I am certainly not an economist, and often don't understand the discussions on the financial sector that I hear on the various news programs I listen to. But this is something I do know: nothing grows forever. This is a fundamental law. Something is "born" -- whether it be a planet, a biological species, an individual tree, or animal...or a nation, a national policy. It grows, sometimes slowly (like over eons), sometimes quite quickly, it matures, and eventually growth slows, eventually what begins to take place is the opposite of growth: signs of aging, illness, erosion, deterioration of one sort or another, depending on what the thing is. And, eventually, there's death, the end of the whatever. If it's not a complete death -- as in the case of most nations in the world -- it's the death of whatever is the current culture within that nation, so that what then begins to grow is a different version of that nation.
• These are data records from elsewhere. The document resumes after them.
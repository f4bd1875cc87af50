// Venue pages: listing by area, search, detail, create, edit, delete

use axum::{
    extract::{Path, Query, State},
    http::StatusCode,
    response::{Html, IntoResponse, Redirect, Response},
    Form,
};
use axum_extra::extract::Form as MultiForm;
use chrono::Utc;
use common::errors::BookingError;
use common::forms::{SearchForm, VenueForm};
use common::storage::BookingStore;
use common::telemetry;

use super::{
    db_error, failure_status, form_context, home_page, page_context, render, ErrorResponse, Flash,
};
use crate::state::AppState;

/// Venues grouped by city and state
#[tracing::instrument(skip(state))]
pub async fn list_venues(State(state): State<AppState>) -> Result<Html<String>, ErrorResponse> {
    let areas = state.store.venue_areas(Utc::now()).await.map_err(db_error)?;

    let mut context = page_context("venues");
    context.insert("areas", &areas);
    render("pages/venues.html", &context)
}

/// Search submitted from the search box
#[tracing::instrument(skip(state))]
pub async fn search_venues(
    State(state): State<AppState>,
    Form(search): Form<SearchForm>,
) -> Result<Html<String>, ErrorResponse> {
    render_search(&state, search).await
}

/// Same search through `?search_term=` so result pages can be linked
#[tracing::instrument(skip(state))]
pub async fn search_venues_query(
    State(state): State<AppState>,
    Query(search): Query<SearchForm>,
) -> Result<Html<String>, ErrorResponse> {
    render_search(&state, search).await
}

async fn render_search(state: &AppState, search: SearchForm) -> Result<Html<String>, ErrorResponse> {
    let results = state
        .store
        .search_venues(&search.search_term)
        .await
        .map_err(db_error)?;

    tracing::debug!(term = %search.search_term, count = results.count, "Venue search");

    let mut context = page_context("venues");
    context.insert("results", &results);
    context.insert("search_term", &search.search_term);
    render("pages/search_venues.html", &context)
}

/// Venue detail with past and upcoming shows
#[tracing::instrument(skip(state))]
pub async fn show_venue(
    State(state): State<AppState>,
    Path(id): Path<i32>,
) -> Result<Html<String>, ErrorResponse> {
    let venue = state
        .store
        .venue_detail(id, Utc::now())
        .await
        .map_err(db_error)?
        .ok_or_else(|| ErrorResponse::not_found(format!("Venue not found: {}", id)))?;

    let mut context = page_context("venues");
    context.insert("venue", &venue);
    render("pages/show_venue.html", &context)
}

#[tracing::instrument]
pub async fn create_venue_form() -> Result<Html<String>, ErrorResponse> {
    let mut context = form_context("venues");
    context.insert("venue", &VenueForm::default());
    render("forms/new_venue.html", &context)
}

/// Create a venue; the outcome is reported on the home page
#[tracing::instrument(skip(state, form), fields(venue_name = %form.name))]
pub async fn create_venue_submission(
    State(state): State<AppState>,
    MultiForm(form): MultiForm<VenueForm>,
) -> Result<(StatusCode, Html<String>), ErrorResponse> {
    let name = form.name.trim().to_string();

    match submit_venue(state.store.as_ref(), form).await {
        Ok(id) => {
            telemetry::record_created("venue");
            tracing::info!(venue_id = id, "Venue listed");
            home_page(
                StatusCode::OK,
                Some(Flash::success(format!("Venue {} was successfully listed!", name))),
            )
        }
        Err(e) => {
            telemetry::record_create_failure("venue", e.reason());
            tracing::error!(error = %e, "Venue could not be listed");
            home_page(
                failure_status(&e),
                Some(Flash::error(format!(
                    "An error occurred. Venue {} could not be listed.",
                    name
                ))),
            )
        }
    }
}

async fn submit_venue(store: &dyn BookingStore, form: VenueForm) -> Result<i32, BookingError> {
    let venue = form.validate()?;
    Ok(store.create_venue(venue).await?)
}

/// Edit form prefilled with the stored venue
#[tracing::instrument(skip(state))]
pub async fn edit_venue(
    State(state): State<AppState>,
    Path(id): Path<i32>,
) -> Result<Html<String>, ErrorResponse> {
    let venue = state
        .store
        .find_venue(id)
        .await
        .map_err(db_error)?
        .ok_or_else(|| ErrorResponse::not_found(format!("Venue not found: {}", id)))?;

    let mut context = form_context("venues");
    context.insert("venue_id", &id);
    context.insert("venue", &VenueForm::from(&venue));
    render("forms/edit_venue.html", &context)
}

/// Persist an edited venue and go back to its page
#[tracing::instrument(skip(state, form))]
pub async fn edit_venue_submission(
    State(state): State<AppState>,
    Path(id): Path<i32>,
    MultiForm(form): MultiForm<VenueForm>,
) -> Result<Response, ErrorResponse> {
    let name = form.name.trim().to_string();

    match update_venue(state.store.as_ref(), id, form).await {
        Ok(true) => {
            tracing::info!(venue_id = id, "Venue updated");
            Ok(Redirect::to(&format!("/venues/{}", id)).into_response())
        }
        Ok(false) => Err(ErrorResponse::not_found(format!("Venue not found: {}", id))),
        Err(e) => {
            telemetry::record_update_failure("venue", e.reason());
            tracing::error!(error = %e, venue_id = id, "Venue could not be updated");
            let page = home_page(
                failure_status(&e),
                Some(Flash::error(format!(
                    "An error occurred. Venue {} could not be updated.",
                    name
                ))),
            )?;
            Ok(page.into_response())
        }
    }
}

async fn update_venue(
    store: &dyn BookingStore,
    id: i32,
    form: VenueForm,
) -> Result<bool, BookingError> {
    let venue = form.validate()?;
    Ok(store.update_venue(id, venue).await?)
}

/// Best-effort delete: failures are logged and otherwise ignored
#[tracing::instrument(skip(state))]
pub async fn delete_venue(
    State(state): State<AppState>,
    Path(id): Path<i32>,
) -> Result<(StatusCode, Html<String>), ErrorResponse> {
    let flash = match state.store.delete_venue(id).await {
        Ok(true) => {
            telemetry::record_deleted("venue");
            Some(Flash::success("Venue was successfully deleted."))
        }
        Ok(false) => {
            tracing::debug!(venue_id = id, "Nothing to delete");
            None
        }
        Err(e) => {
            tracing::warn!(error = %e, venue_id = id, "Venue delete rolled back");
            None
        }
    };

    home_page(StatusCode::OK, flash)
}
And this is what happens to absolutely everything. And yet, everybody is yelling: we need more growth, we've got to come up with ways to get the economy growing again. Building and buying more cars, more houses, more clothes, more electronic gadgets...an economy based on more and more (in other words, growth) of absolutely everything simply cannot continue forever. The planet, staggering under the weight of billions of people, more and more of whom are insisting on the same kind of economic growth that the industrialized countries have long taken for granted and insist must continue unfettered for them...well, the planet will simply buckle.

And yes, I do realize that plenty of other people have pointed this out before, beginning with 1972's The Limits to Growth, by Donella H. Meadows et al, continuing through the same group's updates of their original work, published in 1992 and 2004. A 2010 study entitled "A Comparison of the Limits of Growth with Thirty Years of Reality" concluded: "The analysis shows that 30 years of historical data compares favorably with key features… [of the Limits to Growth's] ‘standard run’ scenario, which results in collapse of the global system midway through the 21st Century."* So they've said it, these environmental and social scientists, based on their computer simulations and mathematical calculations, and I'm saying it, based on observation and common sense. But is anybody listening?

I honestly think President Obama, in his early pushing of alternative forms of energy, was acknowledging the limits to the growth of oil consumption as the backbone of our energy policy. But now he's singing the same song as everyone else, because that's what people want to hear, and this is an election year: we gotta grow, grow, grow...and quickly!  No time for research and development, no time to gradually get new kinds of industries, that would be aimed at more sustanable forms of energy, up and running.

And yes, I also know that this is what much of the "green" movement is all about, that there is a "sustainable growth" movement, both here and in Europe. But it's painfully small and lacking in power, compared with the hysterical push for unfettered growth.

So what do you supposed a collapse of the global system will look like?